The Corner

Re: Tavis

Ramesh, Jonah, I completely agree with your points except for your surprise that the Post ran it. Also:

1. Smiley’s tiresome Stewart-wielding point — who needs a Crossfire-style partisan ping-pong show when you can have intelligent, sophisticated discussion which PBS specializes in — is standard liberal group-think. Liberals think conservatives are very good at “name-calling” shows, as evidenced by election results, while sophisticated blue-state viewers prefer a level of discussion beyond the bumper-sticker talking points echoed by those dopey dittoheads. That’s before you laugh again at the point where Jon Stewart thinks he’s performing some fabulous civic duty with his yuk-yuk satire show, WFB with a little seltzer water-spraying thrown in. He’s had way too much praise from pompous liberals like Tom Brokaw praising him as the voice of Athenian democracy. See here.

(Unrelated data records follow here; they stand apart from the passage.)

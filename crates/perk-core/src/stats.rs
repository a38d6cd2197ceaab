//! Statistics over the member list.
//!
//! Always computed fresh from the members passed in; nothing is cached or
//! maintained incrementally.

use std::collections::BTreeMap;

use chrono::{DateTime, Months, Utc};
use rust_decimal::Decimal;
use serde::{Deserialize, Serialize};
use strum::{Display, EnumIter, IntoEnumIterator};

use crate::member::{Member, Tier, Transaction};

// ─── Window ──────────────────────────────────────────────────────────────────

/// A trailing period used to scope transaction aggregates.
#[derive(
  Debug,
  Clone,
  Copy,
  PartialEq,
  Eq,
  PartialOrd,
  Ord,
  Hash,
  Serialize,
  Deserialize,
  Display,
  EnumIter,
)]
#[serde(rename_all = "snake_case")]
#[strum(serialize_all = "snake_case")]
pub enum Window {
  All,
  PastMonth,
  PastThreeMonths,
  PastSixMonths,
}

impl Window {
  /// Length in calendar months, or `None` for [`Window::All`].
  pub fn months(self) -> Option<u32> {
    match self {
      Self::All => None,
      Self::PastMonth => Some(1),
      Self::PastThreeMonths => Some(3),
      Self::PastSixMonths => Some(6),
    }
  }

  /// Earliest instant inside the window ending at `now`.
  ///
  /// Calendar subtraction: a day that does not exist in the target month is
  /// clamped to that month's last day, so one month before March 31 is the
  /// end of February.
  pub fn lower_bound(self, now: DateTime<Utc>) -> Option<DateTime<Utc>> {
    let months = self.months()?;
    Some(
      now
        .checked_sub_months(Months::new(months))
        .unwrap_or(DateTime::<Utc>::MIN_UTC),
    )
  }

  /// True if `at` lies in `[lower_bound, now]`. [`Window::All`] accepts any
  /// instant.
  pub fn contains(self, at: DateTime<Utc>, now: DateTime<Utc>) -> bool {
    match self.lower_bound(now) {
      None => true,
      Some(from) => from <= at && at <= now,
    }
  }
}

// ─── Facade ──────────────────────────────────────────────────────────────────

/// Read-only aggregate queries over a member slice at a fixed `now`.
#[derive(Debug, Clone, Copy)]
pub struct Statistics<'a> {
  members: &'a [Member],
  now:     DateTime<Utc>,
}

impl<'a> Statistics<'a> {
  pub fn new(members: &'a [Member], now: DateTime<Utc>) -> Self {
    Self { members, now }
  }

  pub fn now(&self) -> DateTime<Utc> { self.now }

  /// Member count per tier. Tiers with no members are absent.
  pub fn member_count_by_tier(&self) -> BTreeMap<Tier, usize> {
    let mut counts = BTreeMap::new();
    for m in self.members {
      *counts.entry(m.tier).or_insert(0) += 1;
    }
    counts
  }

  pub fn total_member_count(&self) -> usize { self.members.len() }

  fn transactions_in(
    &self,
    window: Window,
  ) -> impl Iterator<Item = &'a Transaction> + '_ {
    self
      .members
      .iter()
      .flat_map(Member::transactions)
      .filter(move |t| window.contains(t.at(), self.now))
  }

  pub fn transaction_count(&self, window: Window) -> usize {
    self.transactions_in(window).count()
  }

  pub fn transaction_sum(&self, window: Window) -> Decimal {
    self.transactions_in(window).map(Transaction::amount).sum()
  }

  /// Every figure above in one serialisable value.
  pub fn summary(&self) -> Summary {
    Summary {
      as_of:           self.now,
      total_members:   self.total_member_count(),
      members_by_tier: self.member_count_by_tier(),
      windows:         Window::iter()
        .map(|window| WindowSummary {
          window,
          transactions: self.transaction_count(window),
          amount: self.transaction_sum(window),
        })
        .collect(),
    }
  }
}

// ─── Summary ─────────────────────────────────────────────────────────────────

#[derive(Debug, Clone, PartialEq, Eq, Serialize, Deserialize)]
pub struct WindowSummary {
  pub window:       Window,
  pub transactions: usize,
  pub amount:       Decimal,
}

/// A point-in-time snapshot of all statistics, for display or export.
#[derive(Debug, Clone, PartialEq, Eq, Serialize, Deserialize)]
pub struct Summary {
  pub as_of:           DateTime<Utc>,
  pub total_members:   usize,
  pub members_by_tier: BTreeMap<Tier, usize>,
  /// One entry per [`Window`], in declaration order.
  pub windows:         Vec<WindowSummary>,
}

impl Summary {
  pub fn window(&self, window: Window) -> Option<&WindowSummary> {
    self.windows.iter().find(|w| w.window == window)
  }
}

#[cfg(test)]
mod tests {
  use chrono::{Duration, TimeZone};

  use super::*;
  use crate::member::Id;

  fn utc(y: i32, m: u32, d: u32) -> DateTime<Utc> {
    Utc.with_ymd_and_hms(y, m, d, 12, 0, 0).unwrap()
  }

  fn dollars(n: i64) -> Decimal { Decimal::new(n, 0) }

  fn member_with(
    id: u32,
    tier: Tier,
    txns: &[(i64, DateTime<Utc>)],
  ) -> Member {
    let base = Member::new(Id::new(id), format!("m{id}"), tier, utc(2020, 1, 1));
    base.with_transactions_added(
      txns
        .iter()
        .map(|(amount, at)| Transaction::new(dollars(*amount), *at).unwrap()),
    )
  }

  #[test]
  fn one_month_before_march_31_is_end_of_february() {
    assert_eq!(
      Window::PastMonth.lower_bound(utc(2023, 3, 31)),
      Some(utc(2023, 2, 28))
    );
    assert_eq!(
      Window::PastMonth.lower_bound(utc(2024, 3, 31)),
      Some(utc(2024, 2, 29))
    );
    assert_eq!(
      Window::PastSixMonths.lower_bound(utc(2024, 8, 31)),
      Some(utc(2024, 2, 29))
    );
    assert_eq!(Window::All.lower_bound(utc(2024, 8, 31)), None);
  }

  #[test]
  fn window_bounds_are_inclusive() {
    let now = utc(2024, 5, 15);
    let from = utc(2024, 4, 15);
    assert!(Window::PastMonth.contains(from, now));
    assert!(Window::PastMonth.contains(now, now));
    assert!(!Window::PastMonth.contains(from - Duration::seconds(1), now));
    assert!(!Window::PastMonth.contains(now + Duration::seconds(1), now));
    assert!(Window::All.contains(now + Duration::days(365), now));
  }

  #[test]
  fn empty_slice_yields_zeros() {
    let stats = Statistics::new(&[], utc(2024, 1, 1));
    assert!(stats.member_count_by_tier().is_empty());
    assert_eq!(stats.total_member_count(), 0);
    for w in Window::iter() {
      assert_eq!(stats.transaction_count(w), 0);
      assert_eq!(stats.transaction_sum(w), Decimal::ZERO);
    }
  }

  #[test]
  fn gold_and_silver_scenario() {
    let now = utc(2024, 6, 30);
    let members = vec![
      member_with(1, Tier::Gold, &[
        (10, now - Duration::days(10)),
        (5, now - Duration::days(40)),
      ]),
      member_with(2, Tier::Silver, &[(20, now - Duration::days(200))]),
    ];
    let stats = Statistics::new(&members, now);

    let tiers = stats.member_count_by_tier();
    assert_eq!(tiers.len(), 2);
    assert_eq!(tiers[&Tier::Gold], 1);
    assert_eq!(tiers[&Tier::Silver], 1);

    assert_eq!(stats.transaction_count(Window::PastMonth), 1);
    assert_eq!(stats.transaction_sum(Window::PastMonth), dollars(10));
    assert_eq!(stats.transaction_count(Window::PastThreeMonths), 2);
    assert_eq!(stats.transaction_sum(Window::PastThreeMonths), dollars(15));
    assert_eq!(stats.transaction_count(Window::PastSixMonths), 2);
    assert_eq!(stats.transaction_count(Window::All), 3);
    assert_eq!(stats.transaction_sum(Window::All), dollars(35));
  }

  #[test]
  fn sums_are_exact() {
    let now = utc(2024, 6, 30);
    let base = member_with(1, Tier::Bronze, &[]);
    let m = base.with_transactions_added(
      (0..10).map(|_| Transaction::new(Decimal::new(10, 2), now).unwrap()),
    );
    let stats = Statistics::new(std::slice::from_ref(&m), now);
    assert_eq!(stats.transaction_sum(Window::All), Decimal::ONE);
    assert_eq!(stats.transaction_count(Window::All), 10);
  }

  #[test]
  fn summary_covers_every_window() {
    let now = utc(2024, 6, 30);
    let members = vec![member_with(1, Tier::Platinum, &[(7, now)])];
    let summary = Statistics::new(&members, now).summary();

    assert_eq!(summary.total_members, 1);
    assert_eq!(summary.windows.len(), 4);
    assert_eq!(summary.window(Window::PastMonth).unwrap().amount, dollars(7));
    assert_eq!(summary.members_by_tier.get(&Tier::Gold), None);
  }
}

2. It’s easy to state that the CPB “wasted” $14,000 on Fred Mann studying shows. (In fact, you can look up the transcripts on the Tavis web page. You can see him last week challenging Sen. Jeff Sessions on how the courts are stripping away our civil liberties, for example.) But if I hired a 22-year-old college graduate to watch PBS programs, I’d have to pay him or her a couple of thousand dollars a month to sift through them. The conflict isn’t over the money it costs to review programs. The conflict is the liberal belief that no official should ever review programs, because it’s awfully difficult to claim PBS is fair to conservatives. What Smiley and other liberals think is a “misguided” PBS debate is that there even is a PBS debate. They don’t want one. They prefer the liberal status quo, and to foster the believe that the liberal status quo isn’t liberal, just the triumph of intelligence in broadcasting.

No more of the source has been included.